Pregnancy-related conditions and student rights
There are many protections under Title IX that students are unaware of. Most of us know that Title IX covers gender discrimination, sexual violence, stalking and domestic violence, but there is more to consider. One of the often overlooked protections are for pregnant students and student parents.
According to ThePregnantScholar.org, as of 2014, student parents make up roughly one quarter of the undergraduate population.
Since Title IX makes it illegal to discriminate based on sex, it covers pregnancy, childbirth, false pregnancy, miscarriage, abortion or related conditions, including recovery.
And the protections are not just for women but for all sexes and genders.
What exactly does that mean for students? It means that students are able to take medically necessary leave and be free from having to endure harassment, intimidation or other discrimination because of related conditions.
If you need to take time off for your pregnancy, childbirth, miscarriage or any other pregnancy-related issue, at the request of your physician, the school must accommodate you.

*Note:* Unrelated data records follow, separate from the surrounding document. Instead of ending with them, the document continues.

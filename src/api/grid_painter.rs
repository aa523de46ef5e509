use std::f64::consts::FRAC_PI_2;

use crate::core::GridMetrics;
use crate::render::{
    CanvasLayerKind, LayerPrimitives, LinePrimitive, StrokeStyle, TextPrimitive,
};

use super::GridStyle;

/// Data distance between two tick labels.
pub const LABEL_STEP: f64 = 0.5;

/// Builds the grid layer: minor lines, then axes, then tick labels.
///
/// The layer is not clipped; labels sit outside the grid bounds.
#[must_use]
pub fn paint_grid_layer(metrics: &GridMetrics, style: &GridStyle) -> LayerPrimitives {
    let mut layer = LayerPrimitives::new(CanvasLayerKind::Grid);
    push_minor_lines(&mut layer, metrics, style);
    push_axes(&mut layer, metrics, style);
    push_labels(&mut layer, metrics, style);
    layer
}

fn push_minor_lines(layer: &mut LayerPrimitives, metrics: &GridMetrics, style: &GridStyle) {
    let bounds = metrics.bounds();
    let surface = metrics.surface();
    let (width, height) = (f64::from(surface.width), f64::from(surface.height));
    let step = metrics.minor_step();
    let half_unit = metrics.half_unit_px();

    // A line is solid only when its offset from the grid edge is an exact
    // multiple of half a unit. Unit sizes are multiples of 10, so offsets
    // `index * step` are integral for every reachable layout.
    let (top, bottom) = (bounds.top.max(0.0), bounds.bottom.min(height));
    for offset in visible_offsets(bounds.left, bounds.width(), step, width) {
        let x = bounds.left + offset;
        layer
            .lines
            .push(minor_line(x, top, x, bottom, offset, half_unit, style));
    }

    let (left, right) = (bounds.left.max(0.0), bounds.right.min(width));
    for offset in visible_offsets(bounds.top, bounds.height(), step, height) {
        let y = bounds.top + offset;
        layer
            .lines
            .push(minor_line(left, y, right, y, offset, half_unit, style));
    }
}

/// Offsets `0, step, 2 * step, ..` up to `span`, restricted to those whose
/// position `start + offset` lands on `0..=extent`.
///
/// Grids that overflow the surface only yield their on-surface lines, so the
/// count is bounded by the surface size whatever the axis limit.
fn visible_offsets(start: f64, span: f64, step: f64, extent: f64) -> impl Iterator<Item = f64> {
    let first_index = ((-start).max(0.0) / step).ceil();
    let last_index = (span.min(extent - start) / step).floor();
    let count = if first_index.is_finite() && last_index.is_finite() && last_index >= first_index {
        (last_index - first_index) as u64 + 1
    } else {
        0
    };
    (0..count).map(move |index| (first_index + index as f64) * step)
}

fn minor_line(
    x1: f64,
    y1: f64,
    x2: f64,
    y2: f64,
    offset: f64,
    half_unit: f64,
    style: &GridStyle,
) -> LinePrimitive {
    let line = LinePrimitive::new(x1, y1, x2, y2, style.minor_line_width, style.minor_line_color);
    if offset % half_unit == 0.0 {
        line
    } else {
        LinePrimitive {
            color: style
                .minor_line_color
                .with_alpha(style.minor_line_color.alpha * style.dashed_minor_line_alpha),
            ..line
        }
        .with_stroke_style(StrokeStyle::Dashed(style.minor_line_dash.clone()))
    }
}

fn push_axes(layer: &mut LayerPrimitives, metrics: &GridMetrics, style: &GridStyle) {
    let bounds = metrics.bounds();
    let center = metrics.center();
    if !center.x.is_finite() || !center.y.is_finite() {
        return;
    }
    let surface = metrics.surface();
    let (width, height) = (f64::from(surface.width), f64::from(surface.height));
    layer.lines.push(LinePrimitive::new(
        bounds.left.max(0.0),
        center.y,
        bounds.right.min(width),
        center.y,
        style.axis_width,
        style.axis_color,
    ));
    layer.lines.push(LinePrimitive::new(
        center.x,
        bounds.top.max(0.0),
        center.x,
        bounds.bottom.min(height),
        style.axis_width,
        style.axis_color,
    ));
}

fn push_labels(layer: &mut LayerPrimitives, metrics: &GridMetrics, style: &GridStyle) {
    let bounds = metrics.bounds();
    let center = metrics.center();
    let unit = metrics.unit_size_px();
    if !center.x.is_finite() || !center.y.is_finite() {
        return;
    }
    let limits = metrics.axis_limits();
    let surface = metrics.surface();
    let (width, height) = (f64::from(surface.width), f64::from(surface.height));

    let label_row = bounds.top - style.label_gap_px;
    if (0.0..=height).contains(&label_row) {
        let low = -center.x / unit;
        let high = (width - center.x) / unit;
        for value in ticks_within(limits.x, low, high) {
            layer.texts.push(
                TextPrimitive::new(
                    format_tick(value),
                    center.x + value * unit,
                    label_row,
                    style.label_font_size_px,
                    style.label_color,
                )
                .with_rotation(-FRAC_PI_2),
            );
        }
    }

    let label_column = bounds.right + style.label_gap_px;
    if (0.0..=width).contains(&label_column) {
        let low = (center.y - height) / unit;
        let high = center.y / unit;
        for value in ticks_within(limits.y, low, high) {
            layer.texts.push(TextPrimitive::new(
                format_tick(value),
                label_column,
                center.y - value * unit,
                style.label_font_size_px,
                style.label_color,
            ));
        }
    }
}

/// Tick values `-limit, -limit + 0.5, ...` up to `+limit`.
#[must_use]
pub fn tick_values(limit: f64) -> Vec<f64> {
    ticks_within(limit, -limit, limit)
}

/// The values of `tick_values(limit)` that fall inside `low..=high`.
fn ticks_within(limit: f64, low: f64, high: f64) -> Vec<f64> {
    let last = ((2.0 * limit) / LABEL_STEP + 1e-9).floor();
    let first_visible = ((low + limit) / LABEL_STEP - 1e-9).ceil().max(0.0);
    let last_visible = ((high + limit) / LABEL_STEP + 1e-9).floor().min(last);
    if !first_visible.is_finite() || !last_visible.is_finite() || last_visible < first_visible {
        return Vec::new();
    }
    let count = (last_visible - first_visible) as u64 + 1;
    (0..count)
        .map(|index| -limit + (first_visible + index as f64) * LABEL_STEP)
        .collect()
}

/// Formats a tick with exactly two decimals, without a `-0.00`.
#[must_use]
pub fn format_tick(value: f64) -> String {
    let text = format!("{value:.2}");
    if text == "-0.00" {
        "0.00".to_owned()
    } else {
        text
    }
}

#[cfg(test)]
mod tests {
    use super::{format_tick, paint_grid_layer, tick_values, ticks_within};
    use crate::api::GridStyle;
    use crate::core::{AxisLimits, GridMetrics, SurfaceSize};
    use crate::render::StrokeStyle;

    fn default_metrics() -> GridMetrics {
        GridMetrics::compute(SurfaceSize::square(400), AxisLimits::default(), 30, 200)
    }

    #[test]
    fn ticks_cover_symmetric_range_in_half_steps() {
        assert_eq!(tick_values(1.0), vec![-1.0, -0.5, 0.0, 0.5, 1.0]);
        assert_eq!(tick_values(0.75), vec![-0.75, -0.25, 0.25, 0.75]);
    }

    #[test]
    fn tick_labels_use_two_decimals() {
        assert_eq!(format_tick(-1.0), "-1.00");
        assert_eq!(format_tick(0.5), "0.50");
        assert_eq!(format_tick(-0.0), "0.00");
    }

    #[test]
    fn default_layout_draws_expected_line_counts() {
        let layer = paint_grid_layer(&default_metrics(), &GridStyle::default());
        // 21 minor lines per axis (offsets 0..=340 step 17) plus two axes.
        assert_eq!(layer.lines.len(), 21 * 2 + 2);
        // Five labels per axis.
        assert_eq!(layer.texts.len(), 10);
        assert!(layer.clip.is_none());
    }

    #[test]
    fn half_unit_lines_are_solid_and_others_dashed() {
        let layer = paint_grid_layer(&default_metrics(), &GridStyle::default());
        let vertical: Vec<_> = layer.lines.iter().take(21).collect();
        let solid_offsets: Vec<f64> = vertical
            .iter()
            .filter(|line| line.stroke_style == StrokeStyle::Solid)
            .map(|line| line.x1 - 30.0)
            .collect();
        assert_eq!(solid_offsets, vec![0.0, 85.0, 170.0, 255.0, 340.0]);
        assert!(
            vertical
                .iter()
                .filter(|line| line.stroke_style.is_dashed())
                .all(|line| line.color.alpha < 1.0)
        );
    }

    #[test]
    fn axes_are_bold_and_cross_at_center() {
        let layer = paint_grid_layer(&default_metrics(), &GridStyle::default());
        let axes = &layer.lines[42..44];
        assert_eq!((axes[0].y1, axes[0].y2, axes[0].stroke_width), (200.0, 200.0, 2.0));
        assert_eq!((axes[1].x1, axes[1].x2), (200.0, 200.0));
        assert_eq!((axes[0].x1, axes[0].x2), (30.0, 370.0));
    }

    #[test]
    fn x_labels_rotate_above_grid_and_y_labels_sit_right() {
        let layer = paint_grid_layer(&default_metrics(), &GridStyle::default());
        let first_x = &layer.texts[0];
        assert_eq!(first_x.text, "-1.00");
        assert_eq!((first_x.x, first_x.y), (30.0, 25.0));
        assert!(first_x.rotation_rad < 0.0);

        let first_y = &layer.texts[5];
        assert_eq!(first_y.text, "-1.00");
        assert_eq!((first_y.x, first_y.y), (375.0, 370.0));
        assert_eq!(first_y.rotation_rad, 0.0);
    }

    #[test]
    fn visible_ticks_are_clipped_to_the_requested_range() {
        assert_eq!(ticks_within(25.0, -1.2, 0.7), vec![-1.0, -0.5, 0.0, 0.5]);
        assert!(ticks_within(1.0, 2.0, 3.0).is_empty());
    }

    #[test]
    fn overflowing_grid_only_paints_on_surface_lines() {
        // usable 340 / 50 -> unit floored to the 10 px minimum, grid 500 px wide.
        let metrics =
            GridMetrics::compute(SurfaceSize::square(400), AxisLimits::symmetric(25.0), 30, 200);
        assert_eq!(metrics.bounds().left, -50.0);
        let layer = paint_grid_layer(&metrics, &GridStyle::default());

        assert_eq!(layer.lines.len(), 401 * 2 + 2);
        let vertical = &layer.lines[..401];
        assert_eq!((vertical[0].x1, vertical[400].x1), (0.0, 400.0));
        assert_eq!((vertical[0].y1, vertical[0].y2), (0.0, 400.0));
        // Offsets are still measured from the grid edge at -50.
        assert_eq!(vertical[0].stroke_style, StrokeStyle::Solid);
        assert!(vertical[1].stroke_style.is_dashed());
        assert_eq!(vertical[200].stroke_style, StrokeStyle::Solid);

        let axes = &layer.lines[802..];
        assert_eq!((axes[0].x1, axes[0].x2), (0.0, 400.0));
        assert_eq!((axes[1].y1, axes[1].y2), (0.0, 400.0));
        // Both label rows sit beyond the surface edge.
        assert!(layer.texts.is_empty());
    }

    #[test]
    fn non_finite_layout_paints_nothing() {
        let metrics = GridMetrics::compute(
            SurfaceSize::square(400),
            AxisLimits::symmetric(f64::MAX),
            30,
            200,
        );
        let layer = paint_grid_layer(&metrics, &GridStyle::default());
        assert!(layer.is_empty());
        assert!(layer.validate().is_ok());
    }
}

The emphasis here is on the need for it to be medically necessary. Students can’t arbitrarily decide they need to take time off.
Due to every situation being individualized, it is recommended that you speak with Dr. Ann Lemke, an academic counselor at WCC who assists with medical and accessibility related accommodations.
While pregnancy is not typically covered under the Americans with Disabilities Act (ADA), it is always best to check with Dr. Lemke.
A common challenge for nursing mothers in school is finding the time and appropriate space to pump.
Should a student parent need to pump, she is entitled to having the time to do so without it negatively impacting her grades, meaning she is to have access to the information missed and given both the time and ability to make up the work.